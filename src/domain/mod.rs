//! Ports shared between agents and tool adapters

use async_trait::async_trait;
use serde::{Deserialize, Serialize};
use serde_json::Value;
use thiserror::Error;

/// A tool exposed to agents
#[derive(Debug, Serialize, Deserialize, Clone)]
pub struct Tool {
    pub name: String,
    pub description: String,
    pub input_schema: Value,
}

/// Errors surfaced by tool execution
///
/// The distinction matters to the tool loop: `Connection` aborts the running
/// stage, while `NotFound` and `Execution` are fed back to the model as a
/// failure payload so it can react.
#[derive(Debug, Error)]
pub enum ToolError {
    /// No tool registered under this name
    #[error("tool not found: {0}")]
    NotFound(String),

    /// The tool's backing server is unreachable or not connected
    #[error("tool connection error: {0}")]
    Connection(String),

    /// The tool ran but its underlying action failed
    #[error("tool execution error: {0}")]
    Execution(String),
}

impl ToolError {
    /// Whether this failure must abort the running stage
    pub fn is_fatal(&self) -> bool {
        matches!(self, ToolError::Connection(_))
    }
}

/// Port for executing tools by name
#[async_trait]
pub trait ToolPort: Send + Sync {
    async fn execute_tool(&self, name: &str, args: Value) -> Result<Value, ToolError>;
    async fn list_tools(&self) -> Result<Vec<Tool>, ToolError>;
}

* * *

◆ WHAT YOU HAVE TO DO ◆
How many lines of the listing above include the word "self"? Reply with the number alone.

◆ EXERCISE OUTPUT ◆
4